If I take the first option, then I should just look up the resistance at 250°C and at 25°C and plug it into the formula b = Ln(R t1/ Rt2) / (1/T1 – 1/T2) given at (among other places) http://www.ametherm.com/thermistor/ntc-thermistor-beta. For my 3950 thermistor this comes out to 2563 K.

If I take the second option, then I look up resistances at 200 and 250 °C and plug them both into the formula to get beta; but then I have to turn the formula around and calculate a value of R at 25°C that makes the 200°C and 250°C measurements come out right. Doable; I get 4238 K and 1121978 ohms (instead of the 100k I actually observe at 25 °C) . This has the annoying side effect of making room temperature read as about 80°C, but if the manufacturer's table can be believed, I should get the right temperature at 200 and 250°C, and something closer in between.

Does this make sense? Should I expect ill effects from having room temperature read as so high?

On the wiki, I see a B value for the "E3D hot end thermistor" of 4388, which (using their data sheet) is about right for the 200-250°C temperature range, but needs a different T value to work there. Am I confused, or is the value in the Wiki actually going to give people worse results than 3950 K or the 2806 K that I calculate given 25 °C and 250°C?

• Anne

As far as I understand it the Beta value gives you the range and is set to be as near to the truth at 2 figures and I think the std Chinese ones are quoted at 25 degrees and at 50 degrees:

DC has a spreadsheet that will calculate it for you.

The E3D one is 25/100 hence the reason the beta value is increased to give better accuracy at the 200-220 range at the cost of 100.

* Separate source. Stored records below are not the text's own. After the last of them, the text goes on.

//! Attaching credentials to outgoing vendor requests.

// crates.io
use reqwest::{RequestBuilder, header::AUTHORIZATION};
// self
use crate::{_prelude::*, auth::ComponentGrant};

/// Where a request carries its credential.
#[derive(Clone, Copy, Debug, PartialEq, Eq)]
pub enum CredentialPlacement {
	/// Query parameter `<name>=<token>`.
	Query(&'static str),
	/// `Authorization: Bearer <token>`.
	Bearer,
	/// Custom header `<name>: <token>`.
	Header(&'static str),
}
impl CredentialPlacement {
	/// `?access_token=<token>`, the default for WeChat-family endpoints.
	pub const ACCESS_TOKEN: Self = Self::Query("access_token");
	/// `?component_access_token=<token>` for component endpoints.
	pub const COMPONENT_ACCESS_TOKEN: Self = Self::Query("component_access_token");
	/// DingTalk's header used by the `api.dingtalk.com` v1.0 endpoints.
	pub const DINGTALK_HEADER: Self = Self::Header("x-acs-dingtalk-access-token");
	/// DingTalk's query variant of the same credential.
	pub const DINGTALK_QUERY: Self = Self::Query("x-acs-dingtalk-access-token");

	/// Decorates `request` with `token`.
	pub fn apply(self, request: RequestBuilder, token: &str) -> RequestBuilder {
		match self {
			Self::Query(name) => request.query(&[(name, token)]),
			Self::Bearer => request.header(AUTHORIZATION, format!("Bearer {token}")),
			Self::Header(name) => request.header(name, token),
		}
	}
}
impl Default for CredentialPlacement {
	fn default() -> Self {
		Self::ACCESS_TOKEN
	}
}

/// Body of the delegated authorizer token refresh.
#[derive(Clone, Debug, PartialEq, Eq, Serialize)]
pub struct DelegatedRefresh<'a> {
	/// Component app id.
	pub component_appid: &'a str,
	/// Tenant (authorizer) app id.
	pub authorizer_appid: &'a str,
	/// Refresh token the tenant granted to the component.
	pub authorizer_refresh_token: &'a str,
}

/// Component-delegated mode: the component token travels in the query and the tenant's
/// refresh material in the JSON body.
pub fn component_delegated(
	request: RequestBuilder,
	component: &ComponentGrant,
	authorizer_appid: &str,
	refresh_token: &str,
) -> RequestBuilder {
	CredentialPlacement::COMPONENT_ACCESS_TOKEN
		.apply(request, component.access_token.expose())
		.json(&DelegatedRefresh {
			component_appid: component.app_id.as_str(),
			authorizer_appid,
			authorizer_refresh_token: refresh_token,
		})
}
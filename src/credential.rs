//! Access credential manager: per-identity guarded fetch-or-refresh over a [`TokenCache`].
//!
//! [`CredentialManager::get`] serializes lookups for one cache key behind an async guard,
//! answers from the cache when a live entry exists, and otherwise invokes the tenant's
//! [`RefreshSource`]. Refresh bodies are decoded leniently: the token is the first non-empty
//! field of the kind's field list and the TTL the first positive one, looked up at the top
//! level and then inside `data`.

mod metrics;

pub use metrics::RefreshMetrics;

// std
use std::sync::OnceLock;
// self
use crate::{
	_prelude::*,
	cache::{TokenCache, cache_key},
	error::TransientError,
	obs::{self, FlowKind, FlowOutcome, FlowSpan},
};

/// Boxed future returned by [`RefreshSource::refresh`].
pub type RefreshFuture<'a> = Pin<Box<dyn Future<Output = Vec<u8>> + 'a + Send>>;

/// Produces the raw body of a credential refresh call.
///
/// Sources never fail: a transport failure yields an empty body, which the manager reports
/// as a missing credential.
pub trait RefreshSource
where
	Self: Send + Sync,
{
	/// Performs one refresh call and returns the response body.
	fn refresh(&self) -> RefreshFuture<'_>;
}
impl<F, Fut> RefreshSource for F
where
	F: Send + Sync + Fn() -> Fut,
	Fut: 'static + Send + Future<Output = Vec<u8>>,
{
	fn refresh(&self) -> RefreshFuture<'_> {
		Box::pin(self())
	}
}

/// Credential families cached by the broker.
#[derive(Clone, Copy, Debug, PartialEq, Eq, Hash)]
pub enum CredentialKind {
	/// Tenant/authorizer/component access token.
	AccessToken,
	/// JS-API (or card) ticket.
	Ticket,
	/// Lark app access token.
	AppAccessToken,
}
impl CredentialKind {
	/// Cache key prefix.
	pub const fn prefix(self) -> &'static str {
		match self {
			Self::AccessToken => "access_token",
			Self::Ticket => "ticket",
			Self::AppAccessToken => "app_access_token",
		}
	}

	/// Token fields in lookup order.
	pub const fn token_fields(self) -> &'static [&'static str] {
		match self {
			Self::AccessToken => &[
				"access_token",
				"component_access_token",
				"authorizer_access_token",
				"tenant_access_token",
				"accessToken",
			],
			Self::Ticket => &["ticket", "jsapiTicket"],
			Self::AppAccessToken => &["app_access_token"],
		}
	}

	/// TTL fields (seconds) in lookup order.
	pub const fn ttl_fields(self) -> &'static [&'static str] {
		match self {
			Self::AccessToken => &["expires_in", "expire", "expireIn"],
			Self::Ticket => &["expires_in", "expireIn", "expire_in"],
			Self::AppAccessToken => &["expire", "expires_in"],
		}
	}

	const fn flow(self) -> FlowKind {
		match self {
			Self::Ticket => FlowKind::Ticket,
			Self::AccessToken | Self::AppAccessToken => FlowKind::Refresh,
		}
	}
}

/// Extracts `(token, ttl)` from a refresh body; the TTL is zero when no positive TTL field
/// exists.
pub fn decode_credential(body: &[u8], kind: CredentialKind) -> Option<(String, Duration)> {
	let Ok(Value::Object(root)) = serde_json::from_slice::<Value>(body) else {
		return None;
	};
	let scopes = [Some(&root), root.get("data").and_then(Value::as_object)];
	let token = kind.token_fields().iter().find_map(|field| {
		scopes
			.iter()
			.flatten()
			.find_map(|scope| scope.get(*field)?.as_str().filter(|token| !token.is_empty()))
	})?;
	let ttl = kind
		.ttl_fields()
		.iter()
		.find_map(|field| {
			scopes.iter().flatten().find_map(|scope| positive_seconds(scope.get(*field)?))
		})
		.unwrap_or(0);

	Some((token.to_owned(), Duration::seconds(ttl)))
}

fn positive_seconds(value: &Value) -> Option<i64> {
	let seconds = match value {
		Value::Number(n) => n.as_i64().or_else(|| n.as_f64().map(|f| f as i64)),
		Value::String(s) => s.trim().parse().ok(),
		_ => None,
	}?;

	(seconds > 0).then_some(seconds)
}

/// Async guards keyed by cache key, inserted under a short synchronous lock.
#[derive(Debug, Default)]
pub struct GuardRegistry(Mutex<HashMap<String, Arc<AsyncMutex<()>>>>);
impl GuardRegistry {
	/// Process-wide registry used when no explicit registry is supplied.
	pub fn shared() -> Arc<Self> {
		static SHARED: OnceLock<Arc<GuardRegistry>> = OnceLock::new();

		SHARED.get_or_init(Default::default).clone()
	}

	/// Guard serializing refreshes for `key`.
	///
	/// Inserting a new key prunes guards nobody holds, so rotated identities do not pile up.
	pub fn guard(&self, key: &str) -> Arc<AsyncMutex<()>> {
		let mut guards = self.0.lock();

		if let Some(guard) = guards.get(key) {
			return guard.clone();
		}

		guards.retain(|_, guard| Arc::strong_count(guard) > 1);

		guards.entry(key.to_owned()).or_insert_with(|| Arc::new(AsyncMutex::new(()))).clone()
	}

	/// Number of keys whose guard is tracked.
	pub fn len(&self) -> usize {
		self.0.lock().len()
	}

	/// Returns `true` before the first guard is handed out.
	pub fn is_empty(&self) -> bool {
		self.len() == 0
	}
}

/// Fetch-or-refresh coordinator for one identity and credential kind.
#[derive(Clone)]
pub struct CredentialManager {
	identity: String,
	label: Option<String>,
	kind: CredentialKind,
	cache: Arc<dyn TokenCache>,
	source: Arc<dyn RefreshSource>,
	guards: Arc<GuardRegistry>,
	safety_margin: Duration,
	metrics: Arc<RefreshMetrics>,
}
impl CredentialManager {
	/// Default margin subtracted from vendor TTLs before caching.
	pub const DEFAULT_SAFETY_MARGIN: Duration = Duration::seconds(60);

	/// Creates a manager for `identity` (tenant id followed by its secret).
	pub fn new(
		identity: impl Into<String>,
		kind: CredentialKind,
		cache: Arc<dyn TokenCache>,
		source: Arc<dyn RefreshSource>,
	) -> Self {
		Self {
			identity: identity.into(),
			label: None,
			kind,
			cache,
			source,
			guards: GuardRegistry::shared(),
			safety_margin: Self::DEFAULT_SAFETY_MARGIN,
			metrics: Default::default(),
		}
	}

	/// Non-secret name used in logs (the identity embeds the secret and is never logged).
	pub fn with_label(mut self, label: impl Into<String>) -> Self {
		self.label = Some(label.into());

		self
	}

	/// Uses `guards` instead of the process-wide registry.
	pub fn with_guards(mut self, guards: Arc<GuardRegistry>) -> Self {
		self.guards = guards;

		self
	}

	/// Overrides the safety margin; negative values clamp to zero.
	pub fn with_safety_margin(mut self, margin: Duration) -> Self {
		self.safety_margin = if margin.is_negative() { Duration::ZERO } else { margin };

		self
	}

	/// Shares `metrics` with other managers.
	pub fn with_metrics(mut self, metrics: Arc<RefreshMetrics>) -> Self {
		self.metrics = metrics;

		self
	}

	/// Credential kind managed here.
	pub fn kind(&self) -> CredentialKind {
		self.kind
	}

	/// Cache key `<prefix>:<identity>`.
	pub fn key(&self) -> String {
		cache_key(self.kind.prefix(), &self.identity)
	}

	/// Lookup counters.
	pub fn metrics(&self) -> &RefreshMetrics {
		&self.metrics
	}

	/// Returns a live credential, refreshing it when the cache has none.
	pub async fn get(&self) -> Result<String> {
		let flow = self.kind.flow();
		let span =
			FlowSpan::new(flow, "CredentialManager::get").with_tenant(self.label.as_deref());

		obs::record_flow_outcome(flow, FlowOutcome::Attempt);

		let result = span.instrument(self.fetch_or_refresh()).await;

		obs::observe(flow, result)
	}

	/// Evicts the cached credential so the next [`CredentialManager::get`] refreshes.
	pub async fn invalidate(&self) -> Result<()> {
		let key = self.key();
		let guard = self.guards.guard(&key);
		let _singleflight = guard.lock().await;

		self.cache.remove(&key).await?;

		Ok(())
	}

	async fn fetch_or_refresh(&self) -> Result<String> {
		self.metrics.record_attempt();

		let key = self.key();
		let guard = self.guards.guard(&key);
		let _singleflight = guard.lock().await;

		if let Some(token) = self.cache.fetch(&key).await {
			self.metrics.record_cache_hit();

			return Ok(token);
		}

		self.metrics.record_refresh();

		let body = self.source.refresh().await;
		let Some((token, ttl)) = decode_credential(&body, self.kind) else {
			self.metrics.record_failure();
			tracing::warn!(
				tenant = self.label.as_deref().unwrap_or("-"),
				kind = self.kind.prefix(),
				body_len = body.len(),
				"Refresh response carried no recognized credential."
			);

			return Err(TransientError::MissingCredential { kind: self.kind.prefix() }.into());
		};

		if ttl.is_positive() {
			self.cache.save(&key, &token, self.cache_ttl(ttl)).await.inspect_err(|_| {
				self.metrics.record_failure();
			})?;
		}

		Ok(token)
	}

	fn cache_ttl(&self, ttl: Duration) -> Duration {
		if ttl > self.safety_margin * 2 { ttl - self.safety_margin } else { ttl }
	}
}
impl Debug for CredentialManager {
	fn fmt(&self, f: &mut Formatter) -> FmtResult {
		f.debug_struct("CredentialManager")
			.field("label", &self.label)
			.field("kind", &self.kind)
			.field("safety_margin", &self.safety_margin)
			.finish_non_exhaustive()
	}
}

You don't want to be changing the Resistance at all as that gives you the 25 Degrre point and the beta adjusts at what temp you want the accuracy, I used DC's sheet to calculate the the 3950 Chinese ones needed to be 4008 to get it about right at 100 degrees (I had it on my Bed).

If you PM Me your E-Mail address I will forward the sheet to you unless of Course dave get here first.

Doug

ps I have just piped the figures into the Calculator and reckon the B value needs to be of the order of 4175 to get accuracy around the 220 degree heat point. HTH

• I suggest you use 25C and 220C, then the room temperature reading will be about right and the errors at typical PLA and ABS temperatures will be small. That's what I did to get the value of 4388 for the GT104-2 thermistor used by E3D hot ends.

There is a calculator on the Heaters page of the online configuration tool at https://configurator.reprapfirmware.org/. For now you should leave the T3 and R3 boxes blank.

• Ah, I see the problem - I was misreading my data sheet by a factor of ten. So the numbers made it look like there was a huge advantage to using two high temperatures; turns out it helps a little bit and only throws the room-temperature reading off by a few degrees.